PROBLEM STATEMENT:
Scan the data, and whenever a line contains "match", copy it.

DATA IN THIS EXERCISE:
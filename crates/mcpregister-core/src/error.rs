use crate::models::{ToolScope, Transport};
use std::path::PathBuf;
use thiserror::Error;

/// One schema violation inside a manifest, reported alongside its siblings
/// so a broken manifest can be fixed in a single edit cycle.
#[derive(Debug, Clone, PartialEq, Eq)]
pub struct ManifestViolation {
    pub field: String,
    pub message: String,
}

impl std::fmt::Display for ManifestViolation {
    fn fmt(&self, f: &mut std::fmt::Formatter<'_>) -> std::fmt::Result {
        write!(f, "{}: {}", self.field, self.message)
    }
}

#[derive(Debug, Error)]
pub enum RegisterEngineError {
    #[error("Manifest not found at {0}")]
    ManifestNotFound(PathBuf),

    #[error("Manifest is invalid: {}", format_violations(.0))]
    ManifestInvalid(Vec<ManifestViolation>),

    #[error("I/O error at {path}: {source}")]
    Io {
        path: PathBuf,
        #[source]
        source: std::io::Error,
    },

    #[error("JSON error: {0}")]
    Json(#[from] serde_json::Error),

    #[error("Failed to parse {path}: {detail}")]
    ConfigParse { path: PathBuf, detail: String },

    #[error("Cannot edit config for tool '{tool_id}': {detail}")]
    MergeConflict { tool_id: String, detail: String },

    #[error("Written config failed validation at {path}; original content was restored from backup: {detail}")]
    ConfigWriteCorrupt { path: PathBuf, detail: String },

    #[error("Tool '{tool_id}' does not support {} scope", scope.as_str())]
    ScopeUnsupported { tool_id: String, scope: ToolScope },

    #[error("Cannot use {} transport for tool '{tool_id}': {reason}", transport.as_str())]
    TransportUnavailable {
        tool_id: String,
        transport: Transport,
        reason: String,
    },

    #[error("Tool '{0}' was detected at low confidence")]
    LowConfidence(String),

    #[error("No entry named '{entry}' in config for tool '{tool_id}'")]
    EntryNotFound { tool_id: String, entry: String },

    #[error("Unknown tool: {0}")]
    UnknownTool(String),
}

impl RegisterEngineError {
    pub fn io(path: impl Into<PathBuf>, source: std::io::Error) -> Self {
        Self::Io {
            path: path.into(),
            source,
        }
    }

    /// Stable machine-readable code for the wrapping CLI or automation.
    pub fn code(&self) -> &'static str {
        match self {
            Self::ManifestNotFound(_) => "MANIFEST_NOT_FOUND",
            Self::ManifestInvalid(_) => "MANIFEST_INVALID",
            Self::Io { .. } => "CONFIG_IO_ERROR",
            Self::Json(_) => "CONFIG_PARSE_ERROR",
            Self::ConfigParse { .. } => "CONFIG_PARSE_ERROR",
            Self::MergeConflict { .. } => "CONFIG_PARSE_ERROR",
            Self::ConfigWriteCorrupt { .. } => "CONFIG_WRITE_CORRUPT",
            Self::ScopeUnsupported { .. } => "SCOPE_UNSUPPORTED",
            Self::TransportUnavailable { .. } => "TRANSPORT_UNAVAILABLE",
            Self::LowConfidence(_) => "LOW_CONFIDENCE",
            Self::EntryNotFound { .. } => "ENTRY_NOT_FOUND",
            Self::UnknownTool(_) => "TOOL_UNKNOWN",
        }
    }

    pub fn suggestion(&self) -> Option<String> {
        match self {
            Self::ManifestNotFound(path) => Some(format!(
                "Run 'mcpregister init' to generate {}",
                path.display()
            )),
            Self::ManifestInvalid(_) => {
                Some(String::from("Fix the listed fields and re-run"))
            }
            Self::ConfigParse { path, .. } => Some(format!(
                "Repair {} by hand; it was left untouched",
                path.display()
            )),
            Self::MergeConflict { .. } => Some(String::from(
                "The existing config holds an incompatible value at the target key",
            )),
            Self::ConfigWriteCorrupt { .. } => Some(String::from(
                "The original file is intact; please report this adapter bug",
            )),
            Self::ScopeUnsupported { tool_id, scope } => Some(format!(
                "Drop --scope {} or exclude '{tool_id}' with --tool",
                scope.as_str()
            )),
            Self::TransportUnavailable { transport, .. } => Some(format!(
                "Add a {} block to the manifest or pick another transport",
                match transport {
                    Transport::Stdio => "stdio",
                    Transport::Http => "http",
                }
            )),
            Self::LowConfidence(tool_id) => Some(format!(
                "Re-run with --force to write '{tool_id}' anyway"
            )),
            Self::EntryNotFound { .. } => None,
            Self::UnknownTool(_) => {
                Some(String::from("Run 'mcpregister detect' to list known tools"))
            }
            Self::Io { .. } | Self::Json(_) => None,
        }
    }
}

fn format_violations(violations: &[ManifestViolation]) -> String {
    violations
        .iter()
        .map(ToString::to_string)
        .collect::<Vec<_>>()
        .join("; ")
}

--

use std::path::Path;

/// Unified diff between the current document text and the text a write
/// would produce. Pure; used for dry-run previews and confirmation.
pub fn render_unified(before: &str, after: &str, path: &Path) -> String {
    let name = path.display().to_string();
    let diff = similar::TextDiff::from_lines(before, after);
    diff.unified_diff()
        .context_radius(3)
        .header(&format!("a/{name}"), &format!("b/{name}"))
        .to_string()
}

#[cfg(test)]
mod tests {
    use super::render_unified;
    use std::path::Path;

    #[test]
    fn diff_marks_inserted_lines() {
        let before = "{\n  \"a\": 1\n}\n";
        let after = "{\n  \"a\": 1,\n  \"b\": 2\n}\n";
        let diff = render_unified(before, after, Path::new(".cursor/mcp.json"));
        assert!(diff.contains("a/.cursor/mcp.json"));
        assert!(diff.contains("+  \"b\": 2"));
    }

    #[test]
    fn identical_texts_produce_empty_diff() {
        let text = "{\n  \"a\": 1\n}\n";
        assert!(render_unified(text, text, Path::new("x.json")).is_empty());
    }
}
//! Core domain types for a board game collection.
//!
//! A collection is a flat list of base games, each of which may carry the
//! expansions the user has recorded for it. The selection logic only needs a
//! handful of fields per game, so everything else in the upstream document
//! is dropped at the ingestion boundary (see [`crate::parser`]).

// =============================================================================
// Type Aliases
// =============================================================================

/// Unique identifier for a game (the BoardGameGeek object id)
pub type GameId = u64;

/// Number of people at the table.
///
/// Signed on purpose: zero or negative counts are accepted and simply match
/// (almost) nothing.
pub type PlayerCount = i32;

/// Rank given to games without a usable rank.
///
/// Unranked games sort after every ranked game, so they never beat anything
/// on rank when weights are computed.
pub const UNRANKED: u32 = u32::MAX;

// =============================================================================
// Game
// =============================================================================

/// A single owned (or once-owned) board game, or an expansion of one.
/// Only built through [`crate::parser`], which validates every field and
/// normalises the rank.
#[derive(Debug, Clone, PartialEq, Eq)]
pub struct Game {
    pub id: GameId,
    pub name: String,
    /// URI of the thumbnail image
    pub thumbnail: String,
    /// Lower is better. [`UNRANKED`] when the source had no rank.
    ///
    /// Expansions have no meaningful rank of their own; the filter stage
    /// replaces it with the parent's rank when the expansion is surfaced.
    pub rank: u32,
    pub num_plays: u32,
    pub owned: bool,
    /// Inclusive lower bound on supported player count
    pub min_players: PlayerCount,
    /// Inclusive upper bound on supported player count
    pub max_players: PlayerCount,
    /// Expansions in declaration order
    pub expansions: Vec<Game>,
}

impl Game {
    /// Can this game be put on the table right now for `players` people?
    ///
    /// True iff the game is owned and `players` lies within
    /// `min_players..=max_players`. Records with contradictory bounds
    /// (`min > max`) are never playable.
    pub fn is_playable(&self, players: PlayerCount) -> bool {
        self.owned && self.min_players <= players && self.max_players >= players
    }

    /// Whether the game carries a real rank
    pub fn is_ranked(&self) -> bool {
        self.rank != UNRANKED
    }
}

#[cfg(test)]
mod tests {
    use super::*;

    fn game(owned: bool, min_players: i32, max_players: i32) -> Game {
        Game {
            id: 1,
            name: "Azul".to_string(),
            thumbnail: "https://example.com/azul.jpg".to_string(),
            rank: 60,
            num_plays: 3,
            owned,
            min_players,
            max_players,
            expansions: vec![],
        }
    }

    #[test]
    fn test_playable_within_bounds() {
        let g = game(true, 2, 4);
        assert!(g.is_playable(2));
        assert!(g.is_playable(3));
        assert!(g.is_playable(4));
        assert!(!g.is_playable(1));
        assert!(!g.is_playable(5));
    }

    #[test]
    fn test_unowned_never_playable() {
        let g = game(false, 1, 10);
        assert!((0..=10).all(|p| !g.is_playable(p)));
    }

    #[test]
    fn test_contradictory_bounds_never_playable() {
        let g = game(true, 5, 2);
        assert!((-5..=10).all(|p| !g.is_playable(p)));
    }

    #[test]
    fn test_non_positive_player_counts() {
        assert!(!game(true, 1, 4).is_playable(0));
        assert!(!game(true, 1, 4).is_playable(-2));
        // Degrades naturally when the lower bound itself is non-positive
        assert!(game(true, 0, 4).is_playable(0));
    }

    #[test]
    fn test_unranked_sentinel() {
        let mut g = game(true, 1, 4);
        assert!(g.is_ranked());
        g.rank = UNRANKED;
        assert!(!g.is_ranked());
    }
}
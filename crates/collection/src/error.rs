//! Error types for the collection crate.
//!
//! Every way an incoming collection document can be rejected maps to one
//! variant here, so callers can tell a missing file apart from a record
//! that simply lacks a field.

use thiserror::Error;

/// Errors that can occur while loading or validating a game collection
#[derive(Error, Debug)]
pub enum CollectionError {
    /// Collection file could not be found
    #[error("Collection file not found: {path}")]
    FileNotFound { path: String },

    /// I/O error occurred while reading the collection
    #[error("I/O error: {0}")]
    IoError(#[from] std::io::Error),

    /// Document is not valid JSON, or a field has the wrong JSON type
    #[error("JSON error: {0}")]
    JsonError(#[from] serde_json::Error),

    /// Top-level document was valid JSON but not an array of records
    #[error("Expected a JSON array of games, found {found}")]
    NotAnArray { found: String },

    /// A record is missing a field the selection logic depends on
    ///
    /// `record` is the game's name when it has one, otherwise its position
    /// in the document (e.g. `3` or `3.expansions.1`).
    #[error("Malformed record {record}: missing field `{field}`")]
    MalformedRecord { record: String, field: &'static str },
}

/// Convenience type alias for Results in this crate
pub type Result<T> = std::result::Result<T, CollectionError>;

==

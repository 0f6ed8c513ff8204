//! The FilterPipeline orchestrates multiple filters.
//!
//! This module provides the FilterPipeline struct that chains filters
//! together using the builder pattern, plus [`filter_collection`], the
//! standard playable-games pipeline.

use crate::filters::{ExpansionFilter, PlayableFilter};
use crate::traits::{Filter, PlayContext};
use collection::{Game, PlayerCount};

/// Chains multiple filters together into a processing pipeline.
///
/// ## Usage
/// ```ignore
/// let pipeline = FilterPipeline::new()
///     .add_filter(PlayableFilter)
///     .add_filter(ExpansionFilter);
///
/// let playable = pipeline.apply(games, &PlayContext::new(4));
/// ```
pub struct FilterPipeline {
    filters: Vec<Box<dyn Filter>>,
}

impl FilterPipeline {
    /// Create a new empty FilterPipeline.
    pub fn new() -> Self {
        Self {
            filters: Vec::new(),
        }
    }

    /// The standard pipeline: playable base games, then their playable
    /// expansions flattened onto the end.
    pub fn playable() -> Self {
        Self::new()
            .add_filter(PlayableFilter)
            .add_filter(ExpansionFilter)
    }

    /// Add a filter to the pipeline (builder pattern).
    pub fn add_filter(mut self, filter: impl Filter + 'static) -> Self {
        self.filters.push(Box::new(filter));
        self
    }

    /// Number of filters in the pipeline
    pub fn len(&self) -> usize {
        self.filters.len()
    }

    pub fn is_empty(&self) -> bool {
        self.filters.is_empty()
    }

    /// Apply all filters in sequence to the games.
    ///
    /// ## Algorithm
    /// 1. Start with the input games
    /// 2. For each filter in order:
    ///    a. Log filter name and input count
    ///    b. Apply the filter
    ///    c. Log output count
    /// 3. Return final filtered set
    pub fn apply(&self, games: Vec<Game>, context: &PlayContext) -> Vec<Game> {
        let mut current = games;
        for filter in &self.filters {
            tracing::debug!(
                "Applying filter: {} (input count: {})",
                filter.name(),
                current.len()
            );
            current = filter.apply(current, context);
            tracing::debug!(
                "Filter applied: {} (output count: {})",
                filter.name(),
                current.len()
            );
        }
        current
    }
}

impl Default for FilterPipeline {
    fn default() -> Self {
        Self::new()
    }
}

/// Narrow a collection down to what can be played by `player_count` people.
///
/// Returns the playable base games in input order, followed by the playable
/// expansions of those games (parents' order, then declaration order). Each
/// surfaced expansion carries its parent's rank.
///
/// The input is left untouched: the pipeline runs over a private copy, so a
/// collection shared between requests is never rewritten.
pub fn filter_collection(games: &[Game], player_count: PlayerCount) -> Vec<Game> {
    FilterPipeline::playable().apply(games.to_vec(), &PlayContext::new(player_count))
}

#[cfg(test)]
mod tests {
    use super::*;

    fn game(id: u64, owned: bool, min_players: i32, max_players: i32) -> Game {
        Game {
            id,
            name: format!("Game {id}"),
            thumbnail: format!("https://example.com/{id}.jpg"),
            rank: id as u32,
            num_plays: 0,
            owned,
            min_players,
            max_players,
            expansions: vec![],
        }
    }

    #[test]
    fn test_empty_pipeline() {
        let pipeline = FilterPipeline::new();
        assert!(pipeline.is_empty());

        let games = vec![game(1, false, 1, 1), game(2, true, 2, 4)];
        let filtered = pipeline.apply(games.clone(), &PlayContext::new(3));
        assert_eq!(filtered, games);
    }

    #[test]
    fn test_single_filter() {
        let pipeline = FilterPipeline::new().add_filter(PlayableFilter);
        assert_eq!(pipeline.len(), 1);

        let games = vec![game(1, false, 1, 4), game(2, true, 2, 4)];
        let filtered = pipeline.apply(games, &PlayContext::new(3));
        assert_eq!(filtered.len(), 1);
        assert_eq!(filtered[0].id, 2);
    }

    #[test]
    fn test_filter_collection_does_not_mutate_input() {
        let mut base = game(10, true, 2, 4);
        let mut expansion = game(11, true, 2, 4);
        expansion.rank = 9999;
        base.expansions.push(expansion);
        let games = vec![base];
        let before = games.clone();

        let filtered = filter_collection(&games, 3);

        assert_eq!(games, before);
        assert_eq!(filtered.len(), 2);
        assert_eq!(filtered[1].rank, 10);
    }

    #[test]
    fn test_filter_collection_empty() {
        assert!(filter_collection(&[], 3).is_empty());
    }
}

YOUR RESPONSE:
        match self {
        match self {
                match transport {
/// Signed on purpose: zero or negative counts are accepted and simply match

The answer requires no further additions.